PROBLEM STATEMENT: Each record below must be written out exactly as given.

◆ ◆ ◆ ◆ ◆

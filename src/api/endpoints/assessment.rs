//! Four-step patient questionnaire.
//!
//! Each POST merges the submitted answers into the session draft. The
//! fourth step runs the risk models, stores the assessment and clears the
//! draft.

use axum::extract::{Query, State};
use axum::{Extension, Json};
use serde::Deserialize;
use serde_json::{json, Map, Value};

use crate::api::error::ApiError;
use crate::api::types::{ApiContext, PatientSession};
use crate::db;
use crate::diagnostics::record_write_failure;
use crate::inference::{AssessmentOutcome, RiskLevel};
use crate::models::enums::{AuditAction, EventType, Severity};
use crate::models::questionnaire::QUESTIONNAIRE_STEPS;
use crate::models::{AuditEntry, NewAssessment, NewHealthEvent, QuestionnaireForm};

#[derive(Debug, Default, Deserialize)]
pub struct StepQuery {
    pub step: Option<String>,
}

impl StepQuery {
    /// Requested step; absent or blank means the first.
    fn step(&self) -> Result<u8, ApiError> {
        let raw = match self.step.as_deref().map(str::trim) {
            None | Some("") => return Ok(1),
            Some(raw) => raw,
        };
        raw.parse::<u8>()
            .ok()
            .filter(|s| (1..=QUESTIONNAIRE_STEPS).contains(s))
            .ok_or_else(|| {
                ApiError::BadRequest(format!("step must be 1..={QUESTIONNAIRE_STEPS}, got {raw}"))
            })
    }
}

fn with_draft<T>(
    ctx: &ApiContext,
    session: &PatientSession,
    f: impl FnOnce(&mut Map<String, Value>) -> T,
) -> Result<T, ApiError> {
    let mut store = ctx
        .sessions
        .lock()
        .map_err(|_| ApiError::Internal("session lock".into()))?;
    let entry = store.touch(&session.token_hash).ok_or(ApiError::LoginRequired {
        login_path: "/patient/login",
    })?;
    Ok(f(&mut entry.draft))
}

/// `GET /patient/assessment?step=n`
pub async fn current(
    State(ctx): State<ApiContext>,
    Extension(session): Extension<PatientSession>,
    Query(query): Query<StepQuery>,
) -> Result<Json<Value>, ApiError> {
    let step = query.step()?;
    let draft = with_draft(&ctx, &session, |draft| draft.clone())?;
    Ok(Json(json!({
        "step": step,
        "total_steps": QUESTIONNAIRE_STEPS,
        "draft": draft,
    })))
}

/// `POST /patient/assessment?step=n`
pub async fn submit(
    State(ctx): State<ApiContext>,
    Extension(session): Extension<PatientSession>,
    Query(query): Query<StepQuery>,
    Json(answers): Json<Value>,
) -> Result<Json<Value>, ApiError> {
    let step = query.step()?;
    let Value::Object(answers) = answers else {
        return Err(ApiError::BadRequest("answers must be a JSON object".into()));
    };

    let draft = with_draft(&ctx, &session, |draft| {
        draft.extend(answers);
        draft.clone()
    })?;

    if step < QUESTIONNAIRE_STEPS {
        return Ok(Json(json!({ "status": "continue", "next_step": step + 1 })));
    }

    let form = QuestionnaireForm::from_draft(&draft)?;
    form.validate()?;

    let models = ctx.core.models.clone();
    let scoring_form = form.clone();
    let outcome = tokio::task::spawn_blocking(move || models.assess(&scoring_form)).await?;

    let assessment_id = store_assessment(&ctx, session.patient_id, form, &outcome)?;
    with_draft(&ctx, &session, Map::clear)?;

    let AssessmentOutcome {
        alzheimers,
        parkinsons,
        dementia,
        diagnostic,
    } = outcome;
    Ok(Json(json!({
        "status": "complete",
        "assessment_id": assessment_id,
        "risk_scores": [alzheimers, parkinsons, dementia],
        "diagnostic": diagnostic,
    })))
}

/// Insert the assessment, then append its timeline event and audit entry.
fn store_assessment(
    ctx: &ApiContext,
    patient_id: i64,
    form: QuestionnaireForm,
    outcome: &AssessmentOutcome,
) -> Result<i64, ApiError> {
    let conn = ctx.core.open_db()?;
    let assessment_id = db::insert_assessment(
        &conn,
        &NewAssessment {
            patient_id,
            form,
            alz: outcome.alzheimers.clone(),
            park: outcome.parkinsons.clone(),
            dem: outcome.dementia.clone(),
            diag: outcome.diagnostic.clone(),
        },
    )?;

    let primary = &outcome.diagnostic.primary_diagnosis;
    let event = NewHealthEvent {
        patient_id,
        event_type: EventType::Assessment,
        title: "Risk Assessment Completed".into(),
        description: format!(
            "Primary risk: {primary} ({:.0}% confidence)",
            outcome.diagnostic.diagnosis_confidence * 100.0
        ),
        severity: assessment_severity(outcome),
        disease: Some(primary.clone()),
    };
    if let Err(e) = db::insert_health_event(&conn, &event) {
        tracing::warn!(patient_id, assessment_id, error = %e, "Assessment event append failed");
        record_write_failure(&conn, None, "health_events", &assessment_id, &e);
    }

    let audit = AuditEntry {
        user_id: None,
        action: AuditAction::Create,
        table_name: "assessments".into(),
        record_id: assessment_id.to_string(),
        changes: json!({ "patient_id": patient_id, "primary_diagnosis": primary }),
    };
    if let Err(e) = db::insert_audit_entry(&conn, &audit) {
        tracing::warn!(patient_id, assessment_id, error = %e, "Audit append failed");
        record_write_failure(&conn, None, "audit_log", &assessment_id, &e);
    }

    tracing::info!(patient_id, assessment_id, primary = %primary, "Assessment completed");
    Ok(assessment_id)
}

/// Worst risk level across the three predictions.
fn assessment_severity(outcome: &AssessmentOutcome) -> Severity {
    let levels = [
        outcome.alzheimers.risk_level,
        outcome.parkinsons.risk_level,
        outcome.dementia.risk_level,
    ];
    if levels.contains(&RiskLevel::High) {
        Severity::High
    } else if levels.contains(&RiskLevel::Moderate) {
        Severity::Moderate
    } else {
        Severity::Low
    }
}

◆ ◆ ◆ ◆ ◆

EXERCISE RESULT:
filename src/api/endpoints/assessment.rs
//! Four-step patient questionnaire.
//!
//! Each POST merges the submitted answers into the session draft. The
//! fourth step runs the risk models, stores the assessment and clears the
//! draft.

use axum::extract::{Query, State};
use axum::{Extension, Json};
use serde::Deserialize;
use serde_json::{json, Map, Value};

use crate::api::error::ApiError;
use crate::api::types::{ApiContext, PatientSession};
use crate::db;
use crate::diagnostics::record_write_failure;
use crate::inference::{AssessmentOutcome, RiskLevel};
use crate::models::enums::{AuditAction, EventType, Severity};
use crate::models::questionnaire::QUESTIONNAIRE_STEPS;
use crate::models::{AuditEntry, NewAssessment, NewHealthEvent, QuestionnaireForm};

#[derive(Debug, Default, Deserialize)]
pub struct StepQuery {
    pub step: Option<String>,
}

impl StepQuery {
    /// Requested step; absent or blank means the first.
    fn step(&self) -> Result<u8, ApiError> {
        let raw = match self.step.as_deref().map(str::trim) {
            None | Some("") => return Ok(1),
            Some(raw) => raw,
        };
        raw.parse::<u8>()
            .ok()
            .filter(|s| (1..=QUESTIONNAIRE_STEPS).contains(s))
            .ok_or_else(|| {
                ApiError::BadRequest(format!("step must be 1..={QUESTIONNAIRE_STEPS}, got {raw}"))
            })
    }
}

fn with_draft<T>(
    ctx: &ApiContext,
    session: &PatientSession,
    f: impl FnOnce(&mut Map<String, Value>) -> T,
) -> Result<T, ApiError> {
    let mut store = ctx
        .sessions
        .lock()
        .map_err(|_| ApiError::Internal("session lock".into()))?;
    let entry = store.touch(&session.token_hash).ok_or(ApiError::LoginRequired {
        login_path: "/patient/login",
    })?;
    Ok(f(&mut entry.draft))
}

/// `GET /patient/assessment?step=n`
pub async fn current(
    State(ctx): State<ApiContext>,
    Extension(session): Extension<PatientSession>,
    Query(query): Query<StepQuery>,
) -> Result<Json<Value>, ApiError> {
    let step = query.step()?;
    let draft = with_draft(&ctx, &session, |draft| draft.clone())?;
    Ok(Json(json!({
        "step": step,
        "total_steps": QUESTIONNAIRE_STEPS,
        "draft": draft,
    })))
}

/// `POST /patient/assessment?step=n`
pub async fn submit(
    State(ctx): State<ApiContext>,
    Extension(session): Extension<PatientSession>,
    Query(query): Query<StepQuery>,
    Json(answers): Json<Value>,
) -> Result<Json<Value>, ApiError> {
    let step = query.step()?;
    let Value::Object(answers) = answers else {
        return Err(ApiError::BadRequest("answers must be a JSON object".into()));
    };

    let draft = with_draft(&ctx, &session, |draft| {
        draft.extend(answers);
        draft.clone()
    })?;

    if step < QUESTIONNAIRE_STEPS {
        return Ok(Json(json!({ "status": "continue", "next_step": step + 1 })));
    }

    let form = QuestionnaireForm::from_draft(&draft)?;
    form.validate()?;

    let models = ctx.core.models.clone();
    let scoring_form = form.clone();
    let outcome = tokio::task::spawn_blocking(move || models.assess(&scoring_form)).await?;

    let assessment_id = store_assessment(&ctx, session.patient_id, form, &outcome)?;
    with_draft(&ctx, &session, Map::clear)?;

    let AssessmentOutcome {
        alzheimers,
        parkinsons,
        dementia,
        diagnostic,
    } = outcome;
    Ok(Json(json!({
        "status": "complete",
        "assessment_id": assessment_id,
        "risk_scores": [alzheimers, parkinsons, dementia],
        "diagnostic": diagnostic,
    })))
}

/// Insert the assessment, then append its timeline event and audit entry.
fn store_assessment(
    ctx: &ApiContext,
    patient_id: i64,
    form: QuestionnaireForm,
    outcome: &AssessmentOutcome,
) -> Result<i64, ApiError> {
    let conn = ctx.core.open_db()?;
    let assessment_id = db::insert_assessment(
        &conn,
        &NewAssessment {
            patient_id,
            form,
            alz: outcome.alzheimers.clone(),
            park: outcome.parkinsons.clone(),
            dem: outcome.dementia.clone(),
            diag: outcome.diagnostic.clone(),
        },
    )?;

    let primary = &outcome.diagnostic.primary_diagnosis;
    let event = NewHealthEvent {
        patient_id,
        event_type: EventType::Assessment,
        title: "Risk Assessment Completed".into(),
        description: format!(
            "Primary risk: {primary} ({:.0}% confidence)",
            outcome.diagnostic.diagnosis_confidence * 100.0
        ),
        severity: assessment_severity(outcome),
        disease: Some(primary.clone()),
    };
    if let Err(e) = db::insert_health_event(&conn, &event) {
        tracing::warn!(patient_id, assessment_id, error = %e, "Assessment event append failed");
        record_write_failure(&conn, None, "health_events", &assessment_id, &e);
    }

    let audit = AuditEntry {
        user_id: None,
        action: AuditAction::Create,
        table_name: "assessments".into(),
        record_id: assessment_id.to_string(),
        changes: json!({ "patient_id": patient_id, "primary_diagnosis": primary }),
    };
    if let Err(e) = db::insert_audit_entry(&conn, &audit) {
        tracing::warn!(patient_id, assessment_id, error = %e, "Audit append failed");
        record_write_failure(&conn, None, "audit_log", &assessment_id, &e);
    }

    tracing::info!(patient_id, assessment_id, primary = %primary, "Assessment completed");
    Ok(assessment_id)
}

/// Worst risk level across the three predictions.
fn assessment_severity(outcome: &AssessmentOutcome) -> Severity {
    let levels = [
        outcome.alzheimers.risk_level,
        outcome.parkinsons.risk_level,
        outcome.dementia.risk_level,
    ];
    if levels.contains(&RiskLevel::High) {
        Severity::High
    } else if levels.contains(&RiskLevel::Moderate) {
        Severity::Moderate
    } else {
        Severity::Low
    }
}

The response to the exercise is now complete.